Sebagai mana kita ketahui objek dari hak tanggungan itu adalah benda
tidak bergerak seperti tanah dan bangunan yang ada di atasnya, akan tetapi di
dalam fidusia dimungkinkan jaminannya dengan benda tidak bergerak, yang
menjadi masalah apakah hak jaminan yang seharusnya dengan hak
tanggungan dapat difidusiakan.
Untuk menjawab pertanyaan ini, maka sebaliknya kita melihat dahulu
pendapat yang dikemukakan oleh Asser Scholten, mengemukakan apakah
benda tidak bergerak dapat difiduciakan atau tidak, secara dogmatis dikatakan
tidak mungkin, karena tidak ada publisitas dari penyerahan dan karena
Bierbroowerij Arrest memberi sanksi pada kebutuhan dan kebiasaan menjamin
benda bergerak saja.
Atas jawaban tersebut Pitlo mengemukakan dengan mengatakan “Bisa saja dan kiranya bila penyerahnnya secara yuridis juga telah terjaadi, artinya dengan Zakelijk Overeenkost, pendaftaran pada pejabat pendaftaran tanah disamping adanya perjanjian bahwa penyerahnannya ini hanya atas kepercayaan saja, bukanlah fiducia itu dalam sistematika B.W merupakan suatu perjanjian baru yang bernama.
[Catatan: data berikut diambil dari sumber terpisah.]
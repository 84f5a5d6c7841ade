use std::collections::VecDeque;

use crate::device::types::{Field, Measurement};
use crate::error::DecodeError;

/**
 * Minimum frame length: reserved slot, battery digit, squeeze digit and at least one strength character.
 */
pub const MIN_FRAME_LEN: usize = 4;

// The device sends one character per field slot, so a frame is read front to back as a queue:
// [reserved] [battery digit] [squeeze digit] [strength ...]
pub fn decode(frame: &[u8]) -> Result<Measurement, DecodeError> {
    let mut chars: VecDeque<char> = frame.iter().map(|&byte| char::from(byte)).collect();

    if chars.len() < MIN_FRAME_LEN {
        return Err(DecodeError::TooShort { len: chars.len() });
    }

    let (Some(_reserved), Some(raw_battery), Some(raw_squeeze)) =
        (chars.pop_front(), chars.pop_front(), chars.pop_front())
    else {
        return Err(DecodeError::TooShort { len: frame.len() });
    };

    let battery_charge = parse_battery_charge(raw_battery)?;
    let is_squeezing = parse_squeezing(raw_squeeze)?;
    let strength = parse_strength(chars)?;

    Ok(Measurement { strength, is_squeezing, battery_charge })
}

fn parse_digit(raw: char, field: Field) -> Result<u8, DecodeError> {
    raw.to_digit(10)
        .map(|digit| digit as u8)
        .ok_or_else(|| DecodeError::InvalidField { field, value: raw.to_string() })
}

// digit 0 => 10%, digit 9 => 100%
fn parse_battery_charge(raw: char) -> Result<u8, DecodeError> {
    let digit = parse_digit(raw, Field::Battery)?;
    Ok(10 * (digit + 1))
}

fn parse_squeezing(raw: char) -> Result<bool, DecodeError> {
    Ok(parse_digit(raw, Field::Squeeze)? != 0)
}

// whitespace, plus the ASCII file/group/record/unit separators U+001C..U+001F
fn is_padding(c: char) -> bool {
    c.is_whitespace() || ('\u{1c}'..='\u{1f}').contains(&c)
}

/**
 * Above this magnitude every f64 is a whole number, so rounding to one decimal is a no-op.
 */
const ROUNDING_LIMIT: f64 = 4503599627370496.0; // 2^52

fn parse_strength(chars: VecDeque<char>) -> Result<f64, DecodeError> {
    let raw: String = chars.into_iter().collect();
    let cleaned = raw.replace('\0', "");
    let cleaned = cleaned.trim_matches(is_padding);

    let invalid = || DecodeError::InvalidField { field: Field::Strength, value: raw.clone() };

    let value: f64 = cleaned.parse().map_err(|_| invalid())?;
    if !value.is_finite() {
        return Err(invalid());
    }

    if value.abs() >= ROUNDING_LIMIT {
        return Ok(value);
    }
    Ok((value * 10.0).round() / 10.0)
}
Hanya tentunya tidak banyak yang menggunaan karena sudah ada lembaga jaminan dengan hipotik yang untuk mendapatkan sertifikatnya lebih murah
biayanya. Sedangkan freferensi-freferensi dan klausule-klausulenya telah diatur rapi dalam undang-undang dan grossenya telah mempunyai titel executorial.18
Pendapat yang menerima pendapat Pitlo adalah A. Veenhoven, ia
menegaskan bahwa, semua benda baik bergerak maupun tetap yang dapat
diserahkan hak miliknya dapat pula diserahkan hak miliknya atas kepecayaan
(sebagai jaminan).19
Cara membedakan benda yang bergerak dan benda tidak bergerak itu Dari pendapat-pendapat di atas, dijelaskan bahwa lembaga jaminan cara
fidusia ini yang objeknya benda bergerak maupun benda yang tidak bergerak
adalah wajib untuk dipertahanan dan disebarluaskan penggunaannya, karena
lembaga ini prosesnya tidak panjang, tidak berbelit-belit, jaminan dapat
dimamfaatkan terus oleh debitur, sehingga hal ini cocok di dalam pembangunan
nasional sekarang ini, dan lembaga ini sesuai dengan sikap dan keperibadian
bangsa Indonesia yang memegang teguh setiap janiji karena sangat menghargai
kehormatannya.
Menurut pendapat yang dikemukakan oleh Pitlo dan A. Veenhoven
dapatlah kita ketahui bahwa mereka tidak mempermasalahkan apakah fidusia
itu benda tetap atau tidak tetap, tetapi lebih jauh menekankan semua itu kepada
cara penyerahannya, jelaslah cara penyerahan atas jaminan itu secara yuridis
berdasarkan kepercayaan.
18
Roesnastiti Prayitno, “Suatu Tinjauan Mengenai Masalah Fiduciare Eigendoms Overdracht Sebagai Jaminan Hutang”, Majalah Hukum Universitas Indonesia, No. 3 Tahun ke-VI, Mei 1976, hal. 203.
19
adalah dengan sistem yang dianut oleh UUPA No. 5 tahun 1960.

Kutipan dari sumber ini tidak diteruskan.